Governor Romney, Speaker Gingrich and Senator Santorum have spent the last few weeks talking about Iran. All three have adopted tough-guy rhetoric when discussing the complex theocracy. Alternately, Mitt, Newt and Rick have promised that the Iranians will never possess a nuclear weapon under their leadership.
They casually discuss the use of military force as a mechanism to fulfill that promise. There should never be a casual discussion involving the use of American lives and resources, especially not in the context of a political race.
The three most dominant GOP candidates speak in unison on this point. All three consider the risk of Iran obtaining a nuclear weapon a direct threat to U.S. interests, and a serious enough threat to Israel's existence that preemptive military action would be justified.
Not one of these three candidates served in our nation's military. To be fair, neither did our incumbent president, nor is military service a prerequisite to be elected president. Maybe it ought to be.
One thing is for certain. Having to serve, especially in combat or hazardous duty positions, makes one more circumspect when contemplating placing others in a similar position.
That's one reason that the sole Republican candidate who doesn't beat war drums seems to better understand the consequences of such talk. Texas Rep. Ron Paul is a military veteran and an isolationist. One is left to wonder which comes first, his aversion to conflict for conflict's sake, or his deep conviction for the basic principles of liberty.
As the GOP big three were out talking tough, President Obama calmly stepped before the Press Room crowd and gave his rivals a public spanking.
Reminiscent of the Michael Douglas character in the popular Aaron Sorkin film An American President, President Obama used the national media spotlight to show the difference between a guy who wants to be president and a guy who is the president.
Standing tall in front of that blue backdrop, both hands firmly on the sides of the podium, Barack Obama dismissed calls for military force by describing the difference between one who merely speaks of war and one who must commit young Americans to die.

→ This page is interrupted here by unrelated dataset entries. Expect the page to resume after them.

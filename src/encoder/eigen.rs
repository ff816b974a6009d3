//! Symmetric eigendecomposition via power iteration with deflation.
//!
//! Feature covariance matrices here are small (tens of columns), so an
//! iterative method is adequate and keeps the crate free of LAPACK bindings.

use ndarray::{Array1, Array2, Axis};

const CONVERGENCE_TOL: f64 = 1e-10;
const MAX_POWER_ITER: usize = 200;

/// Eigenpairs of a symmetric matrix, sorted by descending eigenvalue.
#[derive(Debug, Clone)]
pub struct SymmetricEigen {
    pub eigenvalues: Array1<f64>,
    /// Column i is the eigenvector for eigenvalue i
    pub eigenvectors: Array2<f64>,
}

impl SymmetricEigen {
    pub fn decompose(matrix: &Array2<f64>) -> Self {
        let n = matrix.nrows();
        let mut eigenvalues = Array1::zeros(n);
        let mut eigenvectors = Array2::zeros((n, n));
        let mut deflated = matrix.clone();

        for i in 0..n {
            let (value, vector) = power_iteration(&deflated);
            eigenvalues[i] = value;
            eigenvectors.column_mut(i).assign(&vector);

            // Deflate: A <- A - lambda * v v^T
            for r in 0..n {
                for c in 0..n {
                    deflated[[r, c]] -= value * vector[r] * vector[c];
                }
            }
        }

        let mut order: Vec<usize> = (0..n).collect();
        order.sort_by(|&a, &b| {
            eigenvalues[b]
                .partial_cmp(&eigenvalues[a])
                .unwrap_or(std::cmp::Ordering::Equal)
        });

        let sorted_values = Array1::from_iter(order.iter().map(|&i| eigenvalues[i]));
        let mut sorted_vectors = Array2::zeros((n, n));
        for (new_idx, &old_idx) in order.iter().enumerate() {
            sorted_vectors
                .column_mut(new_idx)
                .assign(&eigenvectors.column(old_idx));
        }

        Self {
            eigenvalues: sorted_values,
            eigenvectors: sorted_vectors,
        }
    }
}

fn power_iteration(matrix: &Array2<f64>) -> (f64, Array1<f64>) {
    let n = matrix.nrows();
    let mut v = Array1::from_elem(n, 1.0 / (n as f64).sqrt());
    let mut eigenvalue = 0.0;

    for _ in 0..MAX_POWER_ITER {
        let av = matrix.dot(&v);
        let new_eigenvalue = v.dot(&av);

        let norm = av.dot(&av).sqrt();
        let new_v = if norm > CONVERGENCE_TOL { av / norm } else { av };

        if (new_eigenvalue - eigenvalue).abs() < CONVERGENCE_TOL {
            return (new_eigenvalue, new_v);
        }
        eigenvalue = new_eigenvalue;
        v = new_v;
    }

    (eigenvalue, v)
}

/// Sample covariance matrix of row-observations.
pub fn covariance_matrix(data: &Array2<f64>) -> Array2<f64> {
    let n = data.nrows() as f64;
    let mean = data.mean_axis(Axis(0)).unwrap();
    let centered = data - &mean;
    centered.t().dot(&centered) / (n - 1.0).max(1.0)
}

Recent history demonstrates the pain a nation suffers when a young man or woman is killed while defending our country and interests. Flag-draped caskets, rifle salutes and buglers blowing taps evoke strong emotions among even the most jaded.
Whether or not you support President Obama, no one can argue that he now understands the complexities of sending soldiers to war.
The unanswered question, at least at this point, is whether the Republican candidates who want to replace him do.